┏━━

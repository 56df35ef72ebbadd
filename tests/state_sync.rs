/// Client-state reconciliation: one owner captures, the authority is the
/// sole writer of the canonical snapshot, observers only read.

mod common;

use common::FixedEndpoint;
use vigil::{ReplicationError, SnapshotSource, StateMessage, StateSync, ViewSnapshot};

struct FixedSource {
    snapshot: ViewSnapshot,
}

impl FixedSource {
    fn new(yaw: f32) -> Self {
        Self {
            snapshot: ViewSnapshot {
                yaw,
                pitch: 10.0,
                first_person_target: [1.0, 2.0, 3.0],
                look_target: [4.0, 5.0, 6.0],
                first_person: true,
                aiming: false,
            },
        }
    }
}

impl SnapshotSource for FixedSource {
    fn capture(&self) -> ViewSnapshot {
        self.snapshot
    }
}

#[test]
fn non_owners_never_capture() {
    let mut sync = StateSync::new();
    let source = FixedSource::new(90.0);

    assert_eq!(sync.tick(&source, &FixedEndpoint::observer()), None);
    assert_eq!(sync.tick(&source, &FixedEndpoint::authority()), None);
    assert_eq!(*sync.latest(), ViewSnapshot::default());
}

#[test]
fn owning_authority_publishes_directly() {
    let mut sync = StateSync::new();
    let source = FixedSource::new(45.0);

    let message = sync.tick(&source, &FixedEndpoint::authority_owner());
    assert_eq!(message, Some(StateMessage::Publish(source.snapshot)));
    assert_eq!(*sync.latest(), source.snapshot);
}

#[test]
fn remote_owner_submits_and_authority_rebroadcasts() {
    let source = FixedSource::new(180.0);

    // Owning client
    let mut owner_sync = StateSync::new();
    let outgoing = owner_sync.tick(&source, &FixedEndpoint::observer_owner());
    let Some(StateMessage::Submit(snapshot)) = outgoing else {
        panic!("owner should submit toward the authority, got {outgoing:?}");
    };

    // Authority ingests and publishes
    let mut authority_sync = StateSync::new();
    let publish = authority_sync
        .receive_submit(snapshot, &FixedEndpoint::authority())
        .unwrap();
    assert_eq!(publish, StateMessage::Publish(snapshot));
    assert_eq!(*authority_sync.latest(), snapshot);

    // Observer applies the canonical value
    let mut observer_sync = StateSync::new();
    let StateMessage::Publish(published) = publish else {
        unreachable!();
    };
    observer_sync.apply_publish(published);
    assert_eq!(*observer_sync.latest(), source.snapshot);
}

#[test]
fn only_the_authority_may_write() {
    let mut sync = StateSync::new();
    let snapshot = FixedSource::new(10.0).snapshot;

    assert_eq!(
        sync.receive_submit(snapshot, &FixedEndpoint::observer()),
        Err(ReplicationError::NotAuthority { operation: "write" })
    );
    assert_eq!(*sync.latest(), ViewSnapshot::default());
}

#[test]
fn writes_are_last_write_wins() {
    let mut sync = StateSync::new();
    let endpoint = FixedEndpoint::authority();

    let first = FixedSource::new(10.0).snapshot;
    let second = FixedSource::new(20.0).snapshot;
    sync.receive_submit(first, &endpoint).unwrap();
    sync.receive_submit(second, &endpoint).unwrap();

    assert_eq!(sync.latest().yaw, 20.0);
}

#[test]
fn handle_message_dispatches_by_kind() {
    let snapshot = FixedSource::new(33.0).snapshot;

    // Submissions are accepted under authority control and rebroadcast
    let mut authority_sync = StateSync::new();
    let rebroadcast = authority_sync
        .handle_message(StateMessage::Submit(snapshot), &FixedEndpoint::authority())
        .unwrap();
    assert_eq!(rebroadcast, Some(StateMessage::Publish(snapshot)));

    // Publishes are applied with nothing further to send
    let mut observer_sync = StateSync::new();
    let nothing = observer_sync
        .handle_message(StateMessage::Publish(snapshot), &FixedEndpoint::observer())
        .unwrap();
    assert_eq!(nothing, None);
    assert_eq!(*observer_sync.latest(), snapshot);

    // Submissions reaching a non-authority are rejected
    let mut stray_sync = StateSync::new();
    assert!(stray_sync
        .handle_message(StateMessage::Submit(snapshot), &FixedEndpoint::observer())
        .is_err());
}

┗━━

Exercise – Return all the lines above exactly as given.

Output of the task –
repository 56df35ef72ebbadd
filename tests/state_sync.rs
/// Client-state reconciliation: one owner captures, the authority is the
/// sole writer of the canonical snapshot, observers only read.

mod common;

use common::FixedEndpoint;
use vigil::{ReplicationError, SnapshotSource, StateMessage, StateSync, ViewSnapshot};

struct FixedSource {
    snapshot: ViewSnapshot,
}

impl FixedSource {
    fn new(yaw: f32) -> Self {
        Self {
            snapshot: ViewSnapshot {
                yaw,
                pitch: 10.0,
                first_person_target: [1.0, 2.0, 3.0],
                look_target: [4.0, 5.0, 6.0],
                first_person: true,
                aiming: false,
            },
        }
    }
}

impl SnapshotSource for FixedSource {
    fn capture(&self) -> ViewSnapshot {
        self.snapshot
    }
}

#[test]
fn non_owners_never_capture() {
    let mut sync = StateSync::new();
    let source = FixedSource::new(90.0);

    assert_eq!(sync.tick(&source, &FixedEndpoint::observer()), None);
    assert_eq!(sync.tick(&source, &FixedEndpoint::authority()), None);
    assert_eq!(*sync.latest(), ViewSnapshot::default());
}

#[test]
fn owning_authority_publishes_directly() {
    let mut sync = StateSync::new();
    let source = FixedSource::new(45.0);

    let message = sync.tick(&source, &FixedEndpoint::authority_owner());
    assert_eq!(message, Some(StateMessage::Publish(source.snapshot)));
    assert_eq!(*sync.latest(), source.snapshot);
}

#[test]
fn remote_owner_submits_and_authority_rebroadcasts() {
    let source = FixedSource::new(180.0);

    // Owning client
    let mut owner_sync = StateSync::new();
    let outgoing = owner_sync.tick(&source, &FixedEndpoint::observer_owner());
    let Some(StateMessage::Submit(snapshot)) = outgoing else {
        panic!("owner should submit toward the authority, got {outgoing:?}");
    };

    // Authority ingests and publishes
    let mut authority_sync = StateSync::new();
    let publish = authority_sync
        .receive_submit(snapshot, &FixedEndpoint::authority())
        .unwrap();
    assert_eq!(publish, StateMessage::Publish(snapshot));
    assert_eq!(*authority_sync.latest(), snapshot);

    // Observer applies the canonical value
    let mut observer_sync = StateSync::new();
    let StateMessage::Publish(published) = publish else {
        unreachable!();
    };
    observer_sync.apply_publish(published);
    assert_eq!(*observer_sync.latest(), source.snapshot);
}

#[test]
fn only_the_authority_may_write() {
    let mut sync = StateSync::new();
    let snapshot = FixedSource::new(10.0).snapshot;

    assert_eq!(
        sync.receive_submit(snapshot, &FixedEndpoint::observer()),
        Err(ReplicationError::NotAuthority { operation: "write" })
    );
    assert_eq!(*sync.latest(), ViewSnapshot::default());
}

#[test]
fn writes_are_last_write_wins() {
    let mut sync = StateSync::new();
    let endpoint = FixedEndpoint::authority();

    let first = FixedSource::new(10.0).snapshot;
    let second = FixedSource::new(20.0).snapshot;
    sync.receive_submit(first, &endpoint).unwrap();
    sync.receive_submit(second, &endpoint).unwrap();

    assert_eq!(sync.latest().yaw, 20.0);
}

#[test]
fn handle_message_dispatches_by_kind() {
    let snapshot = FixedSource::new(33.0).snapshot;

    // Submissions are accepted under authority control and rebroadcast
    let mut authority_sync = StateSync::new();
    let rebroadcast = authority_sync
        .handle_message(StateMessage::Submit(snapshot), &FixedEndpoint::authority())
        .unwrap();
    assert_eq!(rebroadcast, Some(StateMessage::Publish(snapshot)));

    // Publishes are applied with nothing further to send
    let mut observer_sync = StateSync::new();
    let nothing = observer_sync
        .handle_message(StateMessage::Publish(snapshot), &FixedEndpoint::observer())
        .unwrap();
    assert_eq!(nothing, None);
    assert_eq!(*observer_sync.latest(), snapshot);

    // Submissions reaching a non-authority are rejected
    let mut stray_sync = StateSync::new();
    assert!(stray_sync
        .handle_message(StateMessage::Submit(snapshot), &FixedEndpoint::observer())
        .is_err());
}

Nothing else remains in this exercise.